=== Input material ===

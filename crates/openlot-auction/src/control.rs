//! Role table: the reference access-control collaborator.
//!
//! One owner, any number of managers, and a pause flag. The owner appoints
//! and removes managers and is a manager themself. Pausing stops new bids
//! only; refund and settlement paths stay open so funds can always leave.

use std::collections::HashSet;

use openlot_types::{AccessControl, AccountId, OpenlotError, Result};

/// Owner, managers, and the pause switch.
pub struct RoleTable {
    owner: AccountId,
    managers: HashSet<AccountId>,
    paused: bool,
}

impl RoleTable {
    /// New table with `owner` as both owner and first manager.
    #[must_use]
    pub fn new(owner: AccountId) -> Self {
        let mut managers = HashSet::new();
        managers.insert(owner);
        Self {
            owner,
            managers,
            paused: false,
        }
    }

    #[must_use]
    pub fn owner(&self) -> AccountId {
        self.owner
    }

    /// Appoints a manager. Owner only.
    pub fn add_manager(&mut self, caller: AccountId, manager: AccountId) -> Result<()> {
        if caller != self.owner {
            return Err(OpenlotError::NotOwner(caller));
        }
        self.managers.insert(manager);
        Ok(())
    }

    /// Removes a manager. Owner only; the owner's own managership stays.
    pub fn remove_manager(&mut self, caller: AccountId, manager: AccountId) -> Result<()> {
        if caller != self.owner {
            return Err(OpenlotError::NotOwner(caller));
        }
        if manager != self.owner {
            self.managers.remove(&manager);
        }
        Ok(())
    }

    /// Halts new bids. Owner or any manager.
    pub fn pause(&mut self, caller: AccountId) -> Result<()> {
        if !self.managers.contains(&caller) {
            return Err(OpenlotError::NotManager(caller));
        }
        self.paused = true;
        Ok(())
    }

    /// Resumes bidding. Owner only.
    pub fn unpause(&mut self, caller: AccountId) -> Result<()> {
        if caller != self.owner {
            return Err(OpenlotError::NotOwner(caller));
        }
        self.paused = false;
        Ok(())
    }
}

impl AccessControl for RoleTable {
    fn is_manager(&self, account: AccountId) -> bool {
        self.managers.contains(&account)
    }

    fn is_owner(&self, account: AccountId) -> bool {
        account == self.owner
    }

    fn is_paused(&self) -> bool {
        self.paused
    }
}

===

# To do
Whenever the word "AccountId" shows up in a line, that line counts. Say how many lines of the data count, giving the number alone.

# Exercise result
11